• [THE TASK]:
Among the entries below, count the lines holding the string "panic". Respond with the number alone.

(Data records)
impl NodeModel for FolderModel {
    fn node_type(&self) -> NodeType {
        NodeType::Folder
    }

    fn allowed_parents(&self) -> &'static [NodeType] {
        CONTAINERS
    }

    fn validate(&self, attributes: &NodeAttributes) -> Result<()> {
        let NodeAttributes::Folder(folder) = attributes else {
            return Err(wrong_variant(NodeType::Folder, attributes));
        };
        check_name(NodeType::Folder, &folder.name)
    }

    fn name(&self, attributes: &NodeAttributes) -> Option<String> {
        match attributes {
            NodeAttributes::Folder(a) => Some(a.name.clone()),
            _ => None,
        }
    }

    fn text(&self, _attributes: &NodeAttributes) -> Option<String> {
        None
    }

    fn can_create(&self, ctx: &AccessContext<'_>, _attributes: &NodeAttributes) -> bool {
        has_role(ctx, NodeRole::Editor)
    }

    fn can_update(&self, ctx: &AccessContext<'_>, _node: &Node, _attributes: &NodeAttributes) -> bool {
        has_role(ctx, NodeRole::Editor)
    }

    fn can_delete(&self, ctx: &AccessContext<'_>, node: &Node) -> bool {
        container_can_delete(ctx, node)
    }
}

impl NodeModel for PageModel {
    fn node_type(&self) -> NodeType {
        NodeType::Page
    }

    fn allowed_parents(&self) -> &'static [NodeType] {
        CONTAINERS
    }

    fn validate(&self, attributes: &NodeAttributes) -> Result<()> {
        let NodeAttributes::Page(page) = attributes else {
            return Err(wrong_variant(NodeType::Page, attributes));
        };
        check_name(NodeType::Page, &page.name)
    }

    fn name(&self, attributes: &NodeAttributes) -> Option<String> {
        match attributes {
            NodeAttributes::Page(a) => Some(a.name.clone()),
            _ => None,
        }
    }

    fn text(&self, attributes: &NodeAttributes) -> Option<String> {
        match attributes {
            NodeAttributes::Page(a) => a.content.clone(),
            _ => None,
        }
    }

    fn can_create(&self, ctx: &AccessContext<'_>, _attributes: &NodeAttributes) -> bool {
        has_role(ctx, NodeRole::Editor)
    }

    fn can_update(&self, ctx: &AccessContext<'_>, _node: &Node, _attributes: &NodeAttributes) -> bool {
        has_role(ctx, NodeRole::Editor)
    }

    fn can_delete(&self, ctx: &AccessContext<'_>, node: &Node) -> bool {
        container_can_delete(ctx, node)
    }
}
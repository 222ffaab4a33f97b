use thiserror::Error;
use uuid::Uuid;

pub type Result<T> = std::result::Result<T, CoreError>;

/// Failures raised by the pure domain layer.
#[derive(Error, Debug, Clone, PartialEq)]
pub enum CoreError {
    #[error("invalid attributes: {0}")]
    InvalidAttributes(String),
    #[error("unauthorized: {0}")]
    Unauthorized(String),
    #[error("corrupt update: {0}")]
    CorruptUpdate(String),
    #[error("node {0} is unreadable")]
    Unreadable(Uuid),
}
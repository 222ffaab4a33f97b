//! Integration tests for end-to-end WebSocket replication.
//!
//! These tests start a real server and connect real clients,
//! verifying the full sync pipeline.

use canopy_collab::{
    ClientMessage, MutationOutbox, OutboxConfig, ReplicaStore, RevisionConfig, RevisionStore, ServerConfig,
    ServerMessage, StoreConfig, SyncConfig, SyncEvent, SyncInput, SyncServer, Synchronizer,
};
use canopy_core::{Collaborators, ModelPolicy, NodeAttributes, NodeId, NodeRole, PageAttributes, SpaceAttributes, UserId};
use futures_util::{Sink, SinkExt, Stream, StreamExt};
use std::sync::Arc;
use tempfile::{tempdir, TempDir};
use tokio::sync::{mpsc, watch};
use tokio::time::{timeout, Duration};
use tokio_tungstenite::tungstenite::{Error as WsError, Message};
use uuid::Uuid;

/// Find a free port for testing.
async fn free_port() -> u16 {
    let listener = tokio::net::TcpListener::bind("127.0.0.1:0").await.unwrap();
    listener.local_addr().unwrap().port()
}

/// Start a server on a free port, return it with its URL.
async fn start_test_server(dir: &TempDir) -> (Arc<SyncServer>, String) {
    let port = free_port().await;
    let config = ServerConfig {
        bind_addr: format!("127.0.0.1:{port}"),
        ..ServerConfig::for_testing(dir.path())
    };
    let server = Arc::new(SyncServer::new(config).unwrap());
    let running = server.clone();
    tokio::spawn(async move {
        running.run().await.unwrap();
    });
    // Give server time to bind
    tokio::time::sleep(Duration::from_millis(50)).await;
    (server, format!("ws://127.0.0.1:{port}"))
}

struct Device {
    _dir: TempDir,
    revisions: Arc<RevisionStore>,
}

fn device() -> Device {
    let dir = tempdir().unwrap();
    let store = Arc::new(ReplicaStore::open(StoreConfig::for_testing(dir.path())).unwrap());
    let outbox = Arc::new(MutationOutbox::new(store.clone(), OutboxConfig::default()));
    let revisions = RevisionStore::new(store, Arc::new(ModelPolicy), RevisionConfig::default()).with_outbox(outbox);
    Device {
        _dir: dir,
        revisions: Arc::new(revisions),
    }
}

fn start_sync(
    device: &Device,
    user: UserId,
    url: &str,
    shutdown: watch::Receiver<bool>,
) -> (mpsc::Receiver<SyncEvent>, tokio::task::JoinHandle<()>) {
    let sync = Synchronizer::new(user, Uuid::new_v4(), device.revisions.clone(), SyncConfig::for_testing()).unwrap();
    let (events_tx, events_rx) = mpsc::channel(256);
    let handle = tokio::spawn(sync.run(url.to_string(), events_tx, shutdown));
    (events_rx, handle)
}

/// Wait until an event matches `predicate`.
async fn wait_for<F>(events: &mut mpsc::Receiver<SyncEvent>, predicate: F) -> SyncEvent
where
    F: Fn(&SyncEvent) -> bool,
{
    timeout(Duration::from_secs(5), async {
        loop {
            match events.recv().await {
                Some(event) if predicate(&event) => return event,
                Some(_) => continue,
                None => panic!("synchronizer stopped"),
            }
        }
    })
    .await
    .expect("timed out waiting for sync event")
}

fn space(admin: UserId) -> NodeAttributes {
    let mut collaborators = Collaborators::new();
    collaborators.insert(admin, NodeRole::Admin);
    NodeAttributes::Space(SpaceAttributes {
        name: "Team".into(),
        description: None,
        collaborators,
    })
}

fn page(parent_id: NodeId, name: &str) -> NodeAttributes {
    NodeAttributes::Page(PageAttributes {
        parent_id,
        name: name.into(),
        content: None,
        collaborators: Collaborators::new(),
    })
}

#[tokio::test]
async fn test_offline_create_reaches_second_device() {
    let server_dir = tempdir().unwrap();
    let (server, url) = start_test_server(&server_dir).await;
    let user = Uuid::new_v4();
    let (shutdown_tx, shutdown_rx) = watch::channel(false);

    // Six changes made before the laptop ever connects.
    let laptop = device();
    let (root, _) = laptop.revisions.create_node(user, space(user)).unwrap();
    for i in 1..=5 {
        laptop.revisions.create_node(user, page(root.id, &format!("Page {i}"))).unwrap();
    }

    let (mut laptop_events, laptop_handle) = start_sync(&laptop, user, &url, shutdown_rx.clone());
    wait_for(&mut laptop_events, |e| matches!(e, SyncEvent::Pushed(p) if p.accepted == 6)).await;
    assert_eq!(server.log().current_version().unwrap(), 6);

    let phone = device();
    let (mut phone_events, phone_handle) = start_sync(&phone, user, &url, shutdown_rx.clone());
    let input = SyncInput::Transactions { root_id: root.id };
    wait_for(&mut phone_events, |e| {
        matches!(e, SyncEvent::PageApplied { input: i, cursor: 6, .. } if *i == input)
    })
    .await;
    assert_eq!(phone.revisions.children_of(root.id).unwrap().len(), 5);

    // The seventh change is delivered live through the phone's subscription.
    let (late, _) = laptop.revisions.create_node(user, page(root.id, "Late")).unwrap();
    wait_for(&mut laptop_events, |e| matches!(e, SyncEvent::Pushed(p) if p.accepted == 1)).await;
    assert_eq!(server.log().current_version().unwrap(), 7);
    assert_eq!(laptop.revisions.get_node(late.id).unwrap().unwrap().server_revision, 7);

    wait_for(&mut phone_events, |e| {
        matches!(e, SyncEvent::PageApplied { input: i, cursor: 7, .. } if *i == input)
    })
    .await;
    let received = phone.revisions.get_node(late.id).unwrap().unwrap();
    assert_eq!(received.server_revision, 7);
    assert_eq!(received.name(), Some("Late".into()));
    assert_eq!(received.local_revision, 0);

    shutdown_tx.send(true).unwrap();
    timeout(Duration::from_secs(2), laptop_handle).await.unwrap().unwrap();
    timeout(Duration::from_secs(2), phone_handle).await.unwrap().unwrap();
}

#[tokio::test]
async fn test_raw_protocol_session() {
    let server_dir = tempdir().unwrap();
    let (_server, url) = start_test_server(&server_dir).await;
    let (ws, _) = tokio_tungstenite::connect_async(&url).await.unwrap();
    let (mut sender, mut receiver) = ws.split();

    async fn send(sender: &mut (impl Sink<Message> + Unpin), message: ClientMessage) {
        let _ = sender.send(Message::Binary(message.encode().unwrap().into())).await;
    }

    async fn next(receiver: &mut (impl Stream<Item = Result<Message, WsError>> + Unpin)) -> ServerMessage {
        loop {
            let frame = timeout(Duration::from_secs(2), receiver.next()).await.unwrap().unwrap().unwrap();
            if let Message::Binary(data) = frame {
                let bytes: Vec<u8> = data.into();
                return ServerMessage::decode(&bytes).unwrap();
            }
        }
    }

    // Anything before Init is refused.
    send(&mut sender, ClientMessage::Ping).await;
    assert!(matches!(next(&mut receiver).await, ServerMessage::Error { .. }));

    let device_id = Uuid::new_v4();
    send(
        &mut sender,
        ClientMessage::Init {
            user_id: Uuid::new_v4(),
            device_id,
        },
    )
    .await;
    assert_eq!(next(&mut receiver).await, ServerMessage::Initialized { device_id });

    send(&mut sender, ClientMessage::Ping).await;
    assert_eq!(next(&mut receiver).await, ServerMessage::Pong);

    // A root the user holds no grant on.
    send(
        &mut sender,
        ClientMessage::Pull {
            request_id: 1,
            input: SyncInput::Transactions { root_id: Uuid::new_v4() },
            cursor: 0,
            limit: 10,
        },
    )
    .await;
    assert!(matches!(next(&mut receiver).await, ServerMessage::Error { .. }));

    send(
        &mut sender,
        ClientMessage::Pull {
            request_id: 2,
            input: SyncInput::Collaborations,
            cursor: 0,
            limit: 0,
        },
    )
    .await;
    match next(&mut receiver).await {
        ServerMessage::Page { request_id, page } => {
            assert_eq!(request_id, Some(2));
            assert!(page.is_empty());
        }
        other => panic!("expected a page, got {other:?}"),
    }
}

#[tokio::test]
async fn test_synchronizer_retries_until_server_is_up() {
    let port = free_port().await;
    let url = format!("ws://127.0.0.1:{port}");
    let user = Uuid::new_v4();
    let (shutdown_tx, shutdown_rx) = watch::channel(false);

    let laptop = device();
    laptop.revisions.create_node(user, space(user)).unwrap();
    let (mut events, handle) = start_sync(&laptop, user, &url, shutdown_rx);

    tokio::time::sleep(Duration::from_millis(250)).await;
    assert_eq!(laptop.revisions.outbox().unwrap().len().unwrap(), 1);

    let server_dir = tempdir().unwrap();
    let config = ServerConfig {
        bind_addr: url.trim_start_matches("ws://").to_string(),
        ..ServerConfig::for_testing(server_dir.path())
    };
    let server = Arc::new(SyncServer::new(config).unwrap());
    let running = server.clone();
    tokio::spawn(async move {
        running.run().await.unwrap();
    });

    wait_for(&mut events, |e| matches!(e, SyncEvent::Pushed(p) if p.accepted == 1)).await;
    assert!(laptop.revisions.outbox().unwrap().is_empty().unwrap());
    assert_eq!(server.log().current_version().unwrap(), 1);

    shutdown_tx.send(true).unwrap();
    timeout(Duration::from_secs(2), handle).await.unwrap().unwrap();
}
---
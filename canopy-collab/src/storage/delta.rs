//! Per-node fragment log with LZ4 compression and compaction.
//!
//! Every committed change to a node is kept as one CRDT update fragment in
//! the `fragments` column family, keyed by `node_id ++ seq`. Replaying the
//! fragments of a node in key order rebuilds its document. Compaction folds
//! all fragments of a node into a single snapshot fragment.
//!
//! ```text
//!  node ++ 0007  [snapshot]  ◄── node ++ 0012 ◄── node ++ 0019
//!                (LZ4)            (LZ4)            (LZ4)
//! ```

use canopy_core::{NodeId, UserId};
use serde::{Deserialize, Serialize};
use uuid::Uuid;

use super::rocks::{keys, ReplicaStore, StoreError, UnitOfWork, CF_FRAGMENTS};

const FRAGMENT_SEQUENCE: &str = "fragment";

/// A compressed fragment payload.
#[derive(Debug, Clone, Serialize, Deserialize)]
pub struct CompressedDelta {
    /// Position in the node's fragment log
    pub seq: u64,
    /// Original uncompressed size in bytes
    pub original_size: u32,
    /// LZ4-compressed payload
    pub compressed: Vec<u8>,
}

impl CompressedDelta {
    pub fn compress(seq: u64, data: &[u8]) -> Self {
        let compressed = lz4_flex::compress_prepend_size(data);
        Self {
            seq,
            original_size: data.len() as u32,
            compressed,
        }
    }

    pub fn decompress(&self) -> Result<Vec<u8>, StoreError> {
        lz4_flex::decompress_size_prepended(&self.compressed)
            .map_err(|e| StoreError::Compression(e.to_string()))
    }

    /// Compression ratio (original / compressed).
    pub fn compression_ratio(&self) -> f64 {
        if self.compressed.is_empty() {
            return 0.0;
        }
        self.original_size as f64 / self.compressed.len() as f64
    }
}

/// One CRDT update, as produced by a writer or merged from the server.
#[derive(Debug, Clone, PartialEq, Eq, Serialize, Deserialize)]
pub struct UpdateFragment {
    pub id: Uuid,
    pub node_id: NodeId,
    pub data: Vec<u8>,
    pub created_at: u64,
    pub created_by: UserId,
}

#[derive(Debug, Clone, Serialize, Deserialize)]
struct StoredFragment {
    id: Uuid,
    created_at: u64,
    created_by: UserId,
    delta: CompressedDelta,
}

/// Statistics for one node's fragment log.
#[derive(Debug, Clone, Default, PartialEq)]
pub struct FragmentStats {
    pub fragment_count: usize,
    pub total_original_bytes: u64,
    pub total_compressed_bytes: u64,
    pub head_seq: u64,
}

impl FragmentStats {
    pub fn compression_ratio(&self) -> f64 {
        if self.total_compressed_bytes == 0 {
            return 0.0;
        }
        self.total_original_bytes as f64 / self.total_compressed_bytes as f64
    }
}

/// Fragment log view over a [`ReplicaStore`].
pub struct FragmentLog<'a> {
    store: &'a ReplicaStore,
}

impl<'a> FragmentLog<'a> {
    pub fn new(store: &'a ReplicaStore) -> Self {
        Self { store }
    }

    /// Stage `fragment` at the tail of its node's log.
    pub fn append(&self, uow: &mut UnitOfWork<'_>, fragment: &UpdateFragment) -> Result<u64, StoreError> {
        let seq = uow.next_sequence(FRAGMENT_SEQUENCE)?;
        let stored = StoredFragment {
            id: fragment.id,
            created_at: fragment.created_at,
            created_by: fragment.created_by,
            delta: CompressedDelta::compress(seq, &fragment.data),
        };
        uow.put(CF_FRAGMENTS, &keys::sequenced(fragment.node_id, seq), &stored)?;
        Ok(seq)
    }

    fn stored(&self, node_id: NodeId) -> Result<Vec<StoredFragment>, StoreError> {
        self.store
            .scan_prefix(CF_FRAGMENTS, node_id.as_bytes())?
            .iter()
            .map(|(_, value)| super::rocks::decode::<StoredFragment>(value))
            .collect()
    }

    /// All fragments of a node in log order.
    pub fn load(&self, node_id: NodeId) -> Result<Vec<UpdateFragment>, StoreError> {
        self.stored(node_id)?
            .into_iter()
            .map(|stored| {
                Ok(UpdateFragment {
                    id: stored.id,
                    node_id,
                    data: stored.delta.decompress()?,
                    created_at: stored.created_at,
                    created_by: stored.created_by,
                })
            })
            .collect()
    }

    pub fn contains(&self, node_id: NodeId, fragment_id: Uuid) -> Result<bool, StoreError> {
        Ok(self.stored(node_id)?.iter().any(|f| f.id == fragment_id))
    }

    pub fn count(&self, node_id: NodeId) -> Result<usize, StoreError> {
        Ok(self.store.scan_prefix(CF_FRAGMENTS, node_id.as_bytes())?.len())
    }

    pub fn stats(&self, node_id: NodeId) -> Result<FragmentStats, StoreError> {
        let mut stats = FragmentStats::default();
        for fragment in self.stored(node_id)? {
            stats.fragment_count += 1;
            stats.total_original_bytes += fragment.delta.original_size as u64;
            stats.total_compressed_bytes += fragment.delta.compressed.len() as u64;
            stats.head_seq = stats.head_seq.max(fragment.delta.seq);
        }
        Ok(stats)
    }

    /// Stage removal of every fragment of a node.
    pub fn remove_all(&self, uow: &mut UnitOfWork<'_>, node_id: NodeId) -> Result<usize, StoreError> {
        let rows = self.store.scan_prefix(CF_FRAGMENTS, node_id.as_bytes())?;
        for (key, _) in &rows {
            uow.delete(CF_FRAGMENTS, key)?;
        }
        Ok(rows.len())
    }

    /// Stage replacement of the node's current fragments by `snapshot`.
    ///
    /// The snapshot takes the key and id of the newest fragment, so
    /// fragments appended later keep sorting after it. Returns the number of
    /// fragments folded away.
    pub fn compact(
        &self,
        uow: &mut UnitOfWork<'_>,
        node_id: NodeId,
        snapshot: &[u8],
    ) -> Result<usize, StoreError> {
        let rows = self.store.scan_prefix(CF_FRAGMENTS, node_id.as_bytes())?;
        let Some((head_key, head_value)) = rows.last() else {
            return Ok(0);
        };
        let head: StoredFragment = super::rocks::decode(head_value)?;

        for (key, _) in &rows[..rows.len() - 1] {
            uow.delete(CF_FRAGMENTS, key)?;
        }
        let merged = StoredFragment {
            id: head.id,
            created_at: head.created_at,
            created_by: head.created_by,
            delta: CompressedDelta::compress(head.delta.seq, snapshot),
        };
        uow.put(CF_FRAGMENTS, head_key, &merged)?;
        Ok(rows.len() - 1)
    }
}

• [YOUR SOLUTION]:
2